Johnny Mamani y Ruth Tapia son un matrimonio conocido en la ciudad de Tarija, donde en 2016 inventaron una máquina para convertir las botellas PET en hilos resistentes, que luego sirven fabricar cepillos y escobas. Desde que comenzó con el proyecto, y tras la ayuda de vecinos y recolectores, se reciclaron 225.000 botellas PET al año, lo que equivale a 14 toneladas de plástico.

“Mi vecina le decía a mi esposa que yo estaba loco por hacer sonar mis fierros en el taller durante las noches de todo un año. Cuando salió mi primera escoba se la regalé a la vecina y le dije que ese era el motivo de la trasnochada y del ruido”, recuerda Johnny Mamani de los inicios de su proyecto, el que luego se transformó en Peregrino Soluciones Ambientales, una empresa que desde hace tres años fabrica escobas y cepillos a partir del plástico de botellas PET.

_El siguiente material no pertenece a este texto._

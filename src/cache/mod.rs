//! Loaded route collections, kept until one of their source files changes.

use crate::annotation::AnnotationReader;
use crate::controller::ControllerDescriptor;
use crate::error::Result;
use crate::loader::RestRouteLoader;
use crate::loader::reader::{ActionReader, ReadMode};
use crate::routing::RestRouteCollection;
use chrono::{DateTime, Utc};
use dashmap::DashMap;
use std::sync::Arc;

#[derive(Clone)]
struct CacheEntry {
    collection: Arc<RestRouteCollection>,
    mode: ReadMode,
    loaded_at: DateTime<Utc>,
}

impl CacheEntry {
    fn is_fresh(&self, mode: ReadMode) -> bool {
        self.mode == mode
            && self
                .collection
                .resources()
                .iter()
                .all(|resource| resource.is_fresh(self.loaded_at))
    }
}

/// Caches one route collection per controller.
///
/// # Example
///
/// ```rust,ignore
/// let cache = RouteCache::new(RestRouteLoader::default());
/// let routes = cache.get_or_load(&PostController::descriptor(), ReadMode::RestClass)?;
/// ```
pub struct RouteCache<A = crate::loader::reader::RestActionReader, R = crate::annotation::DescriptorAnnotationReader>
{
    loader: RestRouteLoader<A, R>,
    entries: DashMap<String, CacheEntry>,
}

impl<A: ActionReader, R: AnnotationReader> RouteCache<A, R> {
    pub fn new(loader: RestRouteLoader<A, R>) -> Self {
        Self {
            loader,
            entries: DashMap::new(),
        }
    }

    /// Cached routes of `controller`, reloaded when a tracked file changed.
    pub fn get_or_load(
        &self,
        controller: &ControllerDescriptor,
        mode: ReadMode,
    ) -> Result<Arc<RestRouteCollection>> {
        if let Some(entry) = self.entries.get(controller.name()) {
            if entry.is_fresh(mode) {
                return Ok(Arc::clone(&entry.collection));
            }
        }

        let loaded_at = Utc::now();
        let collection = Arc::new(self.loader.load_descriptor(controller, mode)?);
        tracing::info!(
            "Loaded {} route(s) for {} into the route cache",
            collection.len(),
            controller.name()
        );
        self.entries.insert(
            controller.name().to_string(),
            CacheEntry {
                collection: Arc::clone(&collection),
                mode,
                loaded_at,
            },
        );
        Ok(collection)
    }

    /// Whether a cached collection exists and is still fresh
    pub fn is_fresh(&self, controller: &ControllerDescriptor, mode: ReadMode) -> bool {
        self.entries
            .get(controller.name())
            .is_some_and(|entry| entry.is_fresh(mode))
    }

    pub fn invalidate(&self, controller_name: &str) -> bool {
        self.entries.remove(controller_name).is_some()
    }

    pub fn clear(&self) {
        self.entries.clear();
    }

    pub fn len(&self) -> usize {
        self.entries.len()
    }

    pub fn is_empty(&self) -> bool {
        self.entries.is_empty()
    }
}

#[cfg(test)]
mod tests {
    use super::*;
    use crate::controller::MethodDescriptor;
    use std::fs;
    use std::path::PathBuf;

    fn source_file(tag: &str) -> PathBuf {
        let path = std::env::temp_dir().join(format!(
            "restroute-cache-{}-{}.rs",
            tag,
            std::process::id()
        ));
        fs::write(&path, "// controller").unwrap();
        path
    }

    fn users(file: &PathBuf) -> ControllerDescriptor {
        ControllerDescriptor::new("app::UserController", file)
            .with_method(MethodDescriptor::new("get_users"))
    }

    #[test]
    fn test_fresh_entries_are_reused() {
        let file = source_file("reuse");
        let cache = RouteCache::new(RestRouteLoader::default());
        let controller = users(&file);

        let first = cache.get_or_load(&controller, ReadMode::Rest).unwrap();
        assert!(cache.is_fresh(&controller, ReadMode::Rest));
        let second = cache.get_or_load(&controller, ReadMode::Rest).unwrap();
        assert!(Arc::ptr_eq(&first, &second));

        // another mode is another result
        assert!(!cache.is_fresh(&controller, ReadMode::RestClass));

        fs::remove_file(&file).unwrap();
    }

    #[test]
    fn test_loader_prefixes_reach_cached_routes() {
        let file = source_file("prefixed");
        let cache = RouteCache::new(RestRouteLoader::default().with_prefix("/api").with_name_prefix("api_"));
        let controller = users(&file);

        let routes = cache.get_or_load(&controller, ReadMode::Rest).unwrap();
        assert_eq!(routes.get("api_get_users").unwrap().path(), "/api/users");

        fs::remove_file(&file).unwrap();
    }

    #[test]
    fn test_missing_source_forces_reload() {
        let file = source_file("missing");
        let cache = RouteCache::new(RestRouteLoader::default());
        let controller = users(&file);

        let first = cache.get_or_load(&controller, ReadMode::Rest).unwrap();
        fs::remove_file(&file).unwrap();

        assert!(!cache.is_fresh(&controller, ReadMode::Rest));
        let second = cache.get_or_load(&controller, ReadMode::Rest).unwrap();
        assert!(!Arc::ptr_eq(&first, &second));
        assert_eq!(*first, *second);
    }

    #[test]
    fn test_invalidate_and_clear() {
        let file = source_file("invalidate");
        let cache = RouteCache::new(RestRouteLoader::default());
        let controller = users(&file);

        cache.get_or_load(&controller, ReadMode::Rest).unwrap();
        assert_eq!(cache.len(), 1);
        assert!(cache.invalidate("app::UserController"));
        assert!(!cache.invalidate("app::UserController"));

        cache.get_or_load(&controller, ReadMode::Rest).unwrap();
        cache.clear();
        assert!(cache.is_empty());

        fs::remove_file(&file).unwrap();
    }
}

El motivo de darle un nuevo valor al plástico se remonta a años atrás, cuando Johnny era propietario de un restaurante en la ciudad de Tarija. Allí veía que las botellas de plástico se tiraban a la basura tras ser usadas, y por ello buscó una manera de reciclarlas. Junto a su esposa Ruth pasaron noches enteras en vela diseñando la “máquina fileteadora de plástico”, nombre con el que patentaron su invento y que tiene un sistema artesanal de cortado y ensamblado de plástico.

La fábrica se encuentra en la ciudad de Tarija, al sur de Bolivia, y se convirtió en un ejemplo de cuidado del medioambiente para la comunidad, ya que las juntas vecinales participan activamente del acopio, así como los recolectores y distintos clubes de madres. “Hemos logrado alianzas estratégicas con varias organizaciones. Estamos ciegamente convencidos que entre todos podemos evitar que estos residuos vayan a parar a las calles o se entierren. Entre todos podemos cuidar el  medioambiente. A diario recibo a vecinos con sus bolsas de botellas porque también han aprendido a separar sus residuos”, explica Johnny.

El promedio de elaboración de una escoba normal es de 40 minutos, mientras que la de un escobillón es de una hora aproximadamente. En la fábrica, en la que trabajan cinco personas, se elaboran un promedio de 50 escobas diarias. La madera, que utilizan en las bases, también es de material desechado que adquieren de las barracas de venta de madera.

La originalidad del invento ha despertado el interés incluso de autoridades nacionales que los visitaron para replicar la máquina en otros municipios. En los próximos meses tienen un pedido de 9.000 unidades, por lo que contratarán personal eventual para cumplir con la entrega. “Mientras más botellas reciclemos, mayor será el impacto”, asegura el inventor, que sueña con llevar su máquina a toda Bolivia.

Un compromiso con la comunidad y el medioambiente

Para Johnny su empresa no solo es un negocio sino un compromiso con la naturaleza y el entorno. Con el apoyo de dos organizaciones sociales llegó a la comunidad de Padcaya para trabajar con las mujeres de la zona: “Donamos los hilos de plástico y capacitamos a las mujeres de esa comunidad para que inicien sus propios emprendimientos. Hacen tejidos para el hogar, canastos para huevos, manteles, que son duraderos e impermeables”.

Además, colabora con 38 mujeres de la Asociación de Recicladoras de base de Tarija, a quien les compra las botellas de plástico. “Hemos dignificado su trabajo porque les pagaban un precio muy bajo. Nosotros les pagamos el triple y eso hace que ellas se sientan motivadas y prioricen la recolección de las botellas para las escobas”, dice el emprendedor.

Jhonny, que fue reconocido como el personaje de 2019 en Tarija, no solo vende las escobas y cepillos que fabrica, sino que permite a los vecinos y agricultores de Tarija que adquieran los productos tras canjear botellas, o con un sistema mixto: “Nos pueden pagar con dinero y con botellas. Una escoba vale 120 botellas de plástico”.